Background and Terminology
The ideas and concepts presented herein are not novel. Rather, they are built upon the work of others. Some come from professional idea and experience, while others come from community convention, which has gradually converged on to prefer certain patterns while decrying others.
Physical vs. Logical Layout
This document builds heavily upon the work of John Lakos, who has spear-headed much work on the aspects of physical design. Much work has been put into evangelizing in the area of logical design, but physical design to this day remains a topic that (in this author’s opinion) is too often overlooked when designing and implementing systems, as well as the teaching thereof.
John Lakos’s 1996 book Large-Scale C++ Software Design, to this day, remains as the book on physical design in C++.
So what’s the difference between physical and logical design?
Logical design pertains closely to programming-language-level aspects of the design of a system.
Physical design pertains to the aspects of design outside of what is encoded by the language.
The source unit dealt with by the C and C++ standards is the translation unit. This corresponds to a source file which has had all preprocessor directives resolved. This is the closest that the language standards get to discussing physical design of systems.
Physical design, despite its name, still lives within the digital space, of course. It concerns the placement and naming of files and directories within a filesystem, as well as how to coordinate communication between physical units where the relationship between their filesystem locations is not deterministic.
This document does not address much in the way of logical design. Rather, it is specifically written to address many common questions and resolve common answers for physical design.
The Physical Component
The most fundamental unit of physical design is the Component.
A component should correspond to exactly two files: A header and a source file. For some rare cases it may be beneficial to use more than a single source file in a single physical component, but it may be a sign that further refactoring is needed.

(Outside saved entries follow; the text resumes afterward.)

//! Front-matter value and record tokens.

use promptkit_core::lang::front_matter;
use promptkit_core::lang::symbols::{SymbolCategory, SymbolId};

use crate::diagnostics::{SyntaxError, SyntaxResult};
use crate::tokens::{BaseToken, CompositeToken, Range, SimpleToken, render, span};

/// `true` or `false`, in any letter case.
#[derive(Debug, Clone, PartialEq, Eq)]
pub struct FrontMatterBoolean {
    word: SimpleToken,
    value: bool,
}

impl FrontMatterBoolean {
    /// Build a boolean from a single word.
    ///
    /// ## Errors
    /// - [`SyntaxError::NotABoolean`] unless the word is exactly `true` or `false` (case-insensitive).
    pub fn try_from_word(word: SimpleToken) -> SyntaxResult<Self> {
        let value = word.word_text().and_then(front_matter::parse_boolean);
        match value {
            Some(value) => Ok(Self { word, value }),
            None => Err(SyntaxError::NotABoolean {
                text: word.text(),
                range: word.range(),
            }),
        }
    }

    /// Return `true` if `token` is a word that would build a boolean.
    pub fn is_boolean_word(token: &SimpleToken) -> bool {
        token.word_text().and_then(front_matter::parse_boolean).is_some()
    }

    pub fn value(&self) -> bool {
        self.value
    }
}

impl BaseToken for FrontMatterBoolean {
    fn range(&self) -> Range {
        self.word.range()
    }

    fn write_text(&self, buf: &mut String) {
        self.word.write_text(buf);
    }

    fn collect_leaves(&self, out: &mut Vec<SimpleToken>) {
        out.push(self.word.clone());
    }
}

/// A quoted string; children include both quotes.
#[derive(Debug, Clone, PartialEq, Eq)]
pub struct FrontMatterString {
    inner: CompositeToken<SimpleToken>,
}

impl FrontMatterString {
    /// ## Errors
    /// - [`SyntaxError::InvalidToken`] unless the children open and close with the same quote symbol.
    pub fn new(children: Vec<SimpleToken>) -> SyntaxResult<Self> {
        let inner = CompositeToken::new(children)?;
        let tokens = inner.children();
        let quoted = match (tokens.first().and_then(SimpleToken::category), tokens.last()) {
            (Some(SymbolCategory::Quote), Some(last)) if tokens.len() >= 2 => {
                tokens[0].symbol_id() == last.symbol_id()
            }
            _ => false,
        };
        if !quoted {
            return Err(SyntaxError::InvalidToken {
                token: "FrontMatterString",
                range: inner.range(),
                reason: "a string must open and close with the same quote",
            });
        }
        Ok(Self { inner })
    }

    /// Text between the quotes.
    pub fn clean_text(&self) -> String {
        let tokens = self.inner.children();
        render(&tokens[1..tokens.len() - 1], "")
    }

    pub fn quote(&self) -> Option<SymbolId> {
        self.inner.children().first().and_then(SimpleToken::symbol_id)
    }
}

impl BaseToken for FrontMatterString {
    fn range(&self) -> Range {
        self.inner.range()
    }

    fn write_text(&self, buf: &mut String) {
        self.inner.write_text(buf);
    }

    fn collect_leaves(&self, out: &mut Vec<SimpleToken>) {
        self.inner.collect_leaves(out);
    }
}

/// An untyped run of tokens (an unquoted scalar).
#[derive(Debug, Clone, PartialEq, Eq)]
pub struct FrontMatterSequence {
    inner: CompositeToken<SimpleToken>,
}

impl FrontMatterSequence {
    /// ## Errors
    /// - Same as [`CompositeToken::new`].
    pub fn new(children: Vec<SimpleToken>) -> SyntaxResult<Self> {
        Ok(Self {
            inner: CompositeToken::new(children)?,
        })
    }

    pub fn children(&self) -> &[SimpleToken] {
        self.inner.children()
    }

    /// Split off trailing whitespace, returning the trimmed sequence and the removed tokens in source order.
    ///
    /// The first token is always kept so the sequence never becomes empty.
    ///
    /// ## Errors
    /// - Same as [`CompositeToken::new`].
    pub fn trim_end(self) -> SyntaxResult<(Self, Vec<SimpleToken>)> {
        let mut children = self.inner.into_children();
        let keep = children
            .iter()
            .rposition(|token| !token.is_whitespace())
            .map_or(1, |index| index + 1);
        let trailing = children.split_off(keep);
        Ok((Self::new(children)?, trailing))
    }

    /// Text with surrounding whitespace removed.
    pub fn clean_text(&self) -> String {
        self.text().trim().to_string()
    }
}

impl BaseToken for FrontMatterSequence {
    fn range(&self) -> Range {
        self.inner.range()
    }

    fn write_text(&self, buf: &mut String) {
        self.inner.write_text(buf);
    }

    fn collect_leaves(&self, out: &mut Vec<SimpleToken>) {
        self.inner.collect_leaves(out);
    }
}

/// One child of an array: a value or the punctuation and whitespace around values.
#[derive(Debug, Clone, PartialEq, Eq)]
pub enum ArrayElement {
    Value(FrontMatterValue),
    Plain(SimpleToken),
}

impl BaseToken for ArrayElement {
    fn range(&self) -> Range {
        match self {
            ArrayElement::Value(value) => value.range(),
            ArrayElement::Plain(token) => token.range(),
        }
    }

    fn write_text(&self, buf: &mut String) {
        match self {
            ArrayElement::Value(value) => value.write_text(buf),
            ArrayElement::Plain(token) => token.write_text(buf),
        }
    }

    fn collect_leaves(&self, out: &mut Vec<SimpleToken>) {
        match self {
            ArrayElement::Value(value) => value.collect_leaves(out),
            ArrayElement::Plain(token) => token.collect_leaves(out),
        }
    }
}

/// `[ item, item, ... ]`.
#[derive(Debug, Clone, PartialEq, Eq)]
pub struct FrontMatterArray {
    inner: CompositeToken<ArrayElement>,
}

impl FrontMatterArray {
    /// ## Errors
    /// - [`SyntaxError::InvalidToken`] unless the children open with `[` and close with `]`.
    pub fn new(children: Vec<ArrayElement>) -> SyntaxResult<Self> {
        let inner = CompositeToken::new(children)?;
        let is = |element: Option<&ArrayElement>, id| matches!(element, Some(ArrayElement::Plain(t)) if t.is(id));
        let children = inner.children();
        if children.len() < 2
            || !is(children.first(), SymbolId::LeftBracket)
            || !is(children.last(), SymbolId::RightBracket)
        {
            return Err(SyntaxError::InvalidToken {
                token: "FrontMatterArray",
                range: inner.range(),
                reason: "an array must be enclosed in `[` and `]`",
            });
        }
        Ok(Self { inner })
    }

    /// Value items in order; commas, brackets and whitespace are skipped.
    pub fn items(&self) -> impl Iterator<Item = &FrontMatterValue> {
        self.inner.children().iter().filter_map(|element| match element {
            ArrayElement::Value(value) => Some(value),
            ArrayElement::Plain(_) => None,
        })
    }
}

impl BaseToken for FrontMatterArray {
    fn range(&self) -> Range {
        self.inner.range()
    }

    fn write_text(&self, buf: &mut String) {
        self.inner.write_text(buf);
    }

    fn collect_leaves(&self, out: &mut Vec<SimpleToken>) {
        self.inner.collect_leaves(out);
    }
}

/// Any front-matter value.
#[derive(Debug, Clone, PartialEq, Eq)]
pub enum FrontMatterValue {
    Boolean(FrontMatterBoolean),
    String(FrontMatterString),
    Array(FrontMatterArray),
    Sequence(FrontMatterSequence),
}

impl FrontMatterValue {
    pub fn kind_name(&self) -> &'static str {
        match self {
            FrontMatterValue::Boolean(_) => "FrontMatterBoolean",
            FrontMatterValue::String(_) => "FrontMatterString",
            FrontMatterValue::Array(_) => "FrontMatterArray",
            FrontMatterValue::Sequence(_) => "FrontMatterSequence",
        }
    }

    /// Scalar text: string contents without quotes, a sequence without surrounding whitespace, a boolean as written.
    /// Arrays have no scalar text.
    pub fn scalar_text(&self) -> Option<String> {
        match self {
            FrontMatterValue::Boolean(value) => Some(value.text()),
            FrontMatterValue::String(value) => Some(value.clean_text()),
            FrontMatterValue::Sequence(value) => Some(value.clean_text()),
            FrontMatterValue::Array(_) => None,
        }
    }
}

impl BaseToken for FrontMatterValue {
    fn range(&self) -> Range {
        match self {
            FrontMatterValue::Boolean(value) => value.range(),
            FrontMatterValue::String(value) => value.range(),
            FrontMatterValue::Array(value) => value.range(),
            FrontMatterValue::Sequence(value) => value.range(),
        }
    }

    fn write_text(&self, buf: &mut String) {
        match self {
            FrontMatterValue::Boolean(value) => value.write_text(buf),
            FrontMatterValue::String(value) => value.write_text(buf),
            FrontMatterValue::Array(value) => value.write_text(buf),
            FrontMatterValue::Sequence(value) => value.write_text(buf),
        }
    }

    fn collect_leaves(&self, out: &mut Vec<SimpleToken>) {
        match self {
            FrontMatterValue::Boolean(value) => value.collect_leaves(out),
            FrontMatterValue::String(value) => value.collect_leaves(out),
            FrontMatterValue::Array(value) => value.collect_leaves(out),
            FrontMatterValue::Sequence(value) => value.collect_leaves(out),
        }
    }
}

/// Record name: words and dashes, e.g. `apply-to`.
#[derive(Debug, Clone, PartialEq, Eq)]
pub struct FrontMatterRecordName {
    inner: CompositeToken<SimpleToken>,
}

impl FrontMatterRecordName {
    /// ## Errors
    /// - [`SyntaxError::InvalidToken`] if a child is neither a word nor a dash.
    pub fn new(children: Vec<SimpleToken>) -> SyntaxResult<Self> {
        let inner = CompositeToken::new(children)?;
        if !inner.children().iter().all(is_name_token) {
            return Err(SyntaxError::InvalidToken {
                token: "FrontMatterRecordName",
                range: inner.range(),
                reason: "record names may only contain words and dashes",
            });
        }
        Ok(Self { inner })
    }

    pub fn name(&self) -> String {
        self.text()
    }
}

pub(crate) fn is_name_token(token: &SimpleToken) -> bool {
    token.is_word() || token.is(SymbolId::Dash)
}

impl BaseToken for FrontMatterRecordName {
    fn range(&self) -> Range {
        self.inner.range()
    }

    fn write_text(&self, buf: &mut String) {
        self.inner.write_text(buf);
    }

    fn collect_leaves(&self, out: &mut Vec<SimpleToken>) {
        self.inner.collect_leaves(out);
    }
}

/// `:` followed by one spacing token, or a bare `:` right before a line break.
#[derive(Debug, Clone, PartialEq, Eq)]
pub struct FrontMatterRecordDelimiter {
    colon: SimpleToken,
    spacing: Option<SimpleToken>,
    range: Range,
}

impl FrontMatterRecordDelimiter {
    /// ## Errors
    /// - [`SyntaxError::InvalidToken`] if `colon` is not a colon or `spacing` is not a spacing token.
    /// - [`SyntaxError::MisorderedTokens`] if `spacing` does not follow `colon`.
    pub fn new(colon: SimpleToken, spacing: Option<SimpleToken>) -> SyntaxResult<Self> {
        let valid_spacing = spacing.as_ref().is_none_or(SimpleToken::is_spacing);
        if !colon.is(SymbolId::Colon) || !valid_spacing {
            return Err(SyntaxError::InvalidToken {
                token: "FrontMatterRecordDelimiter",
                range: colon.range(),
                reason: "a delimiter is a colon followed by spacing",
            });
        }
        let range = match &spacing {
            Some(spacing) => span(colon.range(), spacing.range())?,
            None => colon.range(),
        };
        Ok(Self { colon, spacing, range })
    }
}

impl BaseToken for FrontMatterRecordDelimiter {
    fn range(&self) -> Range {
        self.range
    }

    fn write_text(&self, buf: &mut String) {
        self.colon.write_text(buf);
        if let Some(spacing) = &self.spacing {
            spacing.write_text(buf);
        }
    }

    fn collect_leaves(&self, out: &mut Vec<SimpleToken>) {
        out.push(self.colon.clone());
        out.extend(self.spacing.iter().cloned());
    }
}

/// `name: value`, keeping the whitespace between the parts so the text round-trips.
#[derive(Debug, Clone, PartialEq, Eq)]
pub struct FrontMatterRecord {
    name: FrontMatterRecordName,
    before_delimiter: Vec<SimpleToken>,
    delimiter: FrontMatterRecordDelimiter,
    before_value: Vec<SimpleToken>,
    value: FrontMatterValue,
    range: Range,
}

impl FrontMatterRecord {
    /// ## Errors
    /// - [`SyntaxError::MisorderedTokens`] if the value does not follow the name.
    pub fn new(
        name: FrontMatterRecordName,
        before_delimiter: Vec<SimpleToken>,
        delimiter: FrontMatterRecordDelimiter,
        before_value: Vec<SimpleToken>,
        value: FrontMatterValue,
    ) -> SyntaxResult<Self> {
        let range = span(name.range(), value.range())?;
        Ok(Self {
            name,
            before_delimiter,
            delimiter,
            before_value,
            value,
            range,
        })
    }

    pub fn name(&self) -> &FrontMatterRecordName {
        &self.name
    }

    pub fn delimiter(&self) -> &FrontMatterRecordDelimiter {
        &self.delimiter
    }

    pub fn value(&self) -> &FrontMatterValue {
        &self.value
    }

    pub fn name_text(&self) -> String {
        self.name.name()
    }
}

impl BaseToken for FrontMatterRecord {
    fn range(&self) -> Range {
        self.range
    }

    fn write_text(&self, buf: &mut String) {
        self.name.write_text(buf);
        self.before_delimiter.iter().for_each(|t| t.write_text(buf));
        self.delimiter.write_text(buf);
        self.before_value.iter().for_each(|t| t.write_text(buf));
        self.value.write_text(buf);
    }

    fn collect_leaves(&self, out: &mut Vec<SimpleToken>) {
        self.name.collect_leaves(out);
        out.extend(self.before_delimiter.iter().cloned());
        self.delimiter.collect_leaves(out);
        out.extend(self.before_value.iter().cloned());
        self.value.collect_leaves(out);
    }
}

Additionally, a component may have a test source file, but it is not considered a part of the physical component.
Logical/Physical Coherence
This document assumes that developers will work to maintain logical/physical coherence. There must be a coherent relationship between the logical and physical components of a system, and a single logical component must not be spread across multiple physical components. Multiple logical components should not appear within the same physical component.

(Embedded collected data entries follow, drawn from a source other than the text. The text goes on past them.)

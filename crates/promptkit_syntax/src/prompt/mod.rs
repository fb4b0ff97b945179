//! Chat-prompt decoder: `#variable`, `#name:data`, `#file:path`, `@mention`, `/command` and `${template}`.
//!
//! ## Notes
//! - `#`, `@` and `/` only start a reference at a word boundary; `$` starts one anywhere.
//! - A reference ends at the first whitespace token or stop symbol (`,`, `)`, `]`, `>`), which stays outside it. A
//!   disallowed symbol in its name rejects it and the tokens are replayed as plain text.
//! - Markdown tokens from an earlier stage are opaque here: a reference never continues into a link or comment.

mod parsers;
mod tokens;

pub use parsers::{PartialPromptReference, PartialPromptTemplateVariable, PromptParser};
pub use tokens::{
    FileReference, PromptAtMention, PromptSlashCommand, PromptTemplateVariable, PromptVariable,
    PromptVariableWithData,
};

use promptkit_core::lang::prompt::{self, ReferenceKind};

use crate::parser_base::{Grammar, GrammarDecoder, StartContext};
use crate::tokens::{BaseToken, Range, SimpleToken, Token};

/// Tokens produced by the prompt decoder.
#[derive(Debug, Clone, PartialEq, Eq)]
pub enum PromptToken {
    Variable(PromptVariable),
    VariableWithData(PromptVariableWithData),
    FileReference(FileReference),
    AtMention(PromptAtMention),
    SlashCommand(PromptSlashCommand),
    TemplateVariable(PromptTemplateVariable),
}

impl PromptToken {
    pub fn kind_name(&self) -> &'static str {
        match self {
            PromptToken::Variable(_) => "PromptVariable",
            PromptToken::VariableWithData(_) => "PromptVariableWithData",
            PromptToken::FileReference(_) => "FileReference",
            PromptToken::AtMention(_) => "PromptAtMention",
            PromptToken::SlashCommand(_) => "PromptSlashCommand",
            PromptToken::TemplateVariable(_) => "PromptTemplateVariable",
        }
    }

    pub fn reference_kind(&self) -> ReferenceKind {
        match self {
            PromptToken::Variable(_) | PromptToken::VariableWithData(_) | PromptToken::FileReference(_) => {
                ReferenceKind::Variable
            }
            PromptToken::AtMention(_) => ReferenceKind::AtMention,
            PromptToken::SlashCommand(_) => ReferenceKind::SlashCommand,
            PromptToken::TemplateVariable(_) => ReferenceKind::Template,
        }
    }

    /// Name of the referenced variable, participant, command or template.
    pub fn name(&self) -> String {
        match self {
            PromptToken::Variable(token) => token.name(),
            PromptToken::VariableWithData(token) => token.name(),
            PromptToken::FileReference(_) => prompt::FILE_VARIABLE.to_string(),
            PromptToken::AtMention(token) => token.name(),
            PromptToken::SlashCommand(token) => token.name(),
            PromptToken::TemplateVariable(token) => token.content(),
        }
    }
}

impl BaseToken for PromptToken {
    fn range(&self) -> Range {
        match self {
            PromptToken::Variable(token) => token.range(),
            PromptToken::VariableWithData(token) => token.range(),
            PromptToken::FileReference(token) => token.range(),
            PromptToken::AtMention(token) => token.range(),
            PromptToken::SlashCommand(token) => token.range(),
            PromptToken::TemplateVariable(token) => token.range(),
        }
    }

    fn write_text(&self, buf: &mut String) {
        match self {
            PromptToken::Variable(token) => token.write_text(buf),
            PromptToken::VariableWithData(token) => token.write_text(buf),
            PromptToken::FileReference(token) => token.write_text(buf),
            PromptToken::AtMention(token) => token.write_text(buf),
            PromptToken::SlashCommand(token) => token.write_text(buf),
            PromptToken::TemplateVariable(token) => token.write_text(buf),
        }
    }

    fn collect_leaves(&self, out: &mut Vec<SimpleToken>) {
        match self {
            PromptToken::Variable(token) => token.collect_leaves(out),
            PromptToken::VariableWithData(token) => token.collect_leaves(out),
            PromptToken::FileReference(token) => token.collect_leaves(out),
            PromptToken::AtMention(token) => token.collect_leaves(out),
            PromptToken::SlashCommand(token) => token.collect_leaves(out),
            PromptToken::TemplateVariable(token) => token.collect_leaves(out),
        }
    }
}

impl From<PromptToken> for Token {
    fn from(token: PromptToken) -> Self {
        Token::Prompt(token)
    }
}

/// Starts a reference at a trigger symbol.
#[derive(Debug, Clone, Copy, Default)]
pub struct PromptGrammar;

impl Grammar for PromptGrammar {
    type Output = PromptToken;
    type Parser = PromptParser;

    fn start(&mut self, token: &SimpleToken, ctx: &StartContext) -> Option<PromptParser> {
        let kind = prompt::from_trigger(token.symbol_id()?)?;
        if prompt::info_for(kind).requires_boundary && !ctx.at_boundary {
            return None;
        }
        Some(match kind {
            ReferenceKind::Template => PromptParser::Template(PartialPromptTemplateVariable::new(token.clone())),
            _ => PromptParser::Reference(PartialPromptReference::new(kind, token.clone())),
        })
    }
}

pub type PromptDecoder = GrammarDecoder<PromptGrammar>;

/// References among decoded tokens.
pub fn references(tokens: &[Token]) -> impl Iterator<Item = &PromptToken> {
    tokens.iter().filter_map(|token| match token {
        Token::Prompt(reference) => Some(reference),
        _ => None,
    })
}

#[cfg(test)]
mod tests {
    use super::*;
    use crate::parser_base::Decoder;
    use crate::simple_codec::tokenize;
    use crate::tokens::render;

    fn decode(text: &str) -> Vec<Token> {
        PromptDecoder::default()
            .decode_all(tokenize(text).into_iter().map(Token::from))
            .unwrap()
    }

    fn found(text: &str) -> Vec<PromptToken> {
        let tokens = decode(text);
        assert_eq!(render(&tokens, ""), text);
        references(&tokens).cloned().collect()
    }

    #[test]
    fn test_file_reference() {
        let refs = found("Read #file:./docs/a.md please");
        assert_eq!(refs.len(), 1);
        let PromptToken::FileReference(file) = &refs[0] else {
            panic!("expected a file reference, got {}", refs[0].kind_name());
        };
        assert_eq!(file.path(), "./docs/a.md");
        assert_eq!(file.range(), Range::new(1, 6, 1, 23));
    }

    #[test]
    fn test_variable_with_and_without_data() {
        let refs = found("#selection and #sym:main");
        assert_eq!(refs.len(), 2);
        assert_eq!(refs[0].kind_name(), "PromptVariable");
        assert_eq!(refs[0].name(), "selection");
        let PromptToken::VariableWithData(variable) = &refs[1] else {
            panic!("expected a variable with data");
        };
        assert_eq!(variable.name(), "sym");
        assert_eq!(variable.data(), "main");
    }

    #[test]
    fn test_mention_and_command() {
        let refs = found("@workspace /explain this");
        let kinds: Vec<_> = refs.iter().map(PromptToken::kind_name).collect();
        assert_eq!(kinds, ["PromptAtMention", "PromptSlashCommand"]);
        assert_eq!(refs[0].name(), "workspace");
        assert_eq!(refs[1].name(), "explain");
        assert_eq!(refs[1].range(), Range::new(1, 12, 1, 20));
    }

    #[test]
    fn test_triggers_inside_words_stay_plain() {
        assert!(found("a#b me@example.com src/lib.rs").is_empty());
    }

    #[test]
    fn test_markdown_heading_is_not_a_variable() {
        assert!(found("# Title\n## Sub").is_empty());
    }

    #[test]
    fn test_reference_after_line_break() {
        let refs = found("first\n/fix");
        assert_eq!(refs.len(), 1);
        assert_eq!(refs[0].range(), Range::new(2, 1, 2, 5));
    }

    #[test]
    fn test_template_variable() {
        let refs = found("Write about ${input:topic} now");
        assert_eq!(refs.len(), 1);
        assert_eq!(refs[0].kind_name(), "PromptTemplateVariable");
        assert_eq!(refs[0].name(), "input:topic");
    }

    #[test]
    fn test_template_variable_needs_boundary_free_trigger() {
        let refs = found("x${a}");
        assert_eq!(refs.len(), 1);
        assert_eq!(refs[0].range(), Range::new(1, 2, 1, 6));
    }

    #[test]
    fn test_empty_or_open_template_is_plain() {
        assert!(found("${} and ${open").is_empty());
        assert!(found("costs $5").is_empty());
    }

    #[test]
    fn test_invalid_symbol_rejects_reference() {
        assert!(found("@bad!name").is_empty());
        assert!(found("#a(b)").is_empty());
    }

    #[test]
    fn test_trailing_punctuation_ends_reference() {
        let refs = found("(see #file:a.md) and #selection, then @workspace, please");
        let kinds: Vec<_> = refs.iter().map(PromptToken::kind_name).collect();
        assert_eq!(kinds, ["FileReference", "PromptVariable", "PromptAtMention"]);
        let PromptToken::FileReference(file) = &refs[0] else {
            panic!("expected a file reference");
        };
        assert_eq!(file.path(), "a.md");
        assert_eq!(file.range(), Range::new(1, 6, 1, 16));
        assert_eq!(refs[1].name(), "selection");
        assert_eq!(refs[2].name(), "workspace");
    }

    #[test]
    fn test_stop_symbol_right_after_trigger_is_plain() {
        assert!(found("@, #name:] /)").is_empty());
    }

    #[test]
    fn test_empty_name_or_data_is_plain() {
        assert!(found("# @ / #:x #name: ").is_empty());
    }

    #[test]
    fn test_reference_finished_at_end_of_stream() {
        let refs = found("ask @agent");
        assert_eq!(refs.len(), 1);
        assert_eq!(refs[0].range(), Range::new(1, 5, 1, 11));
    }
}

Note: Logical components can include more than an individual class or
function. For example, it may include classes representing private data (for
the PIMPL pattern), or friend
classes and functions. Blindly splitting every
class and function into individual physical components is not required nor
recommended.
Physical components must not form cyclic dependencies.
Example of friendship
// list.hpp
namespace acme {
template <typename T>
class list;
namespace detail {
// Class implementing a "list iterator"
template <typename T>
class list_iterator {
public:
// Public default constructor
list_iterator() = default;
private:
// A private constructor used to initialize the iterator to the proper state
explicit list_iterator(list<T>&);
// Permit our list class to construct us with the private constructor
friend class list<T>;
};
}
template <typename T>
class list {
public:
using iterator = detail::list_iterator<T>;
// The iterator class is a friend, giving it access to our internals
friend class detail::list_iterator<T>;
};
}
The list.cpp
is empty other than a single include directive:
// list.cpp
#include "list.hpp"
The purpose of the otherwise empty list.cpp
is to ensure that the list.hpp
file will compile in isolation, ensuring that the header has the necessary
#include
directives and/or forward declarations.
Despite having two distinct language-level class
templates, we have a single
logical component. We say that these two class templates are “co-located.”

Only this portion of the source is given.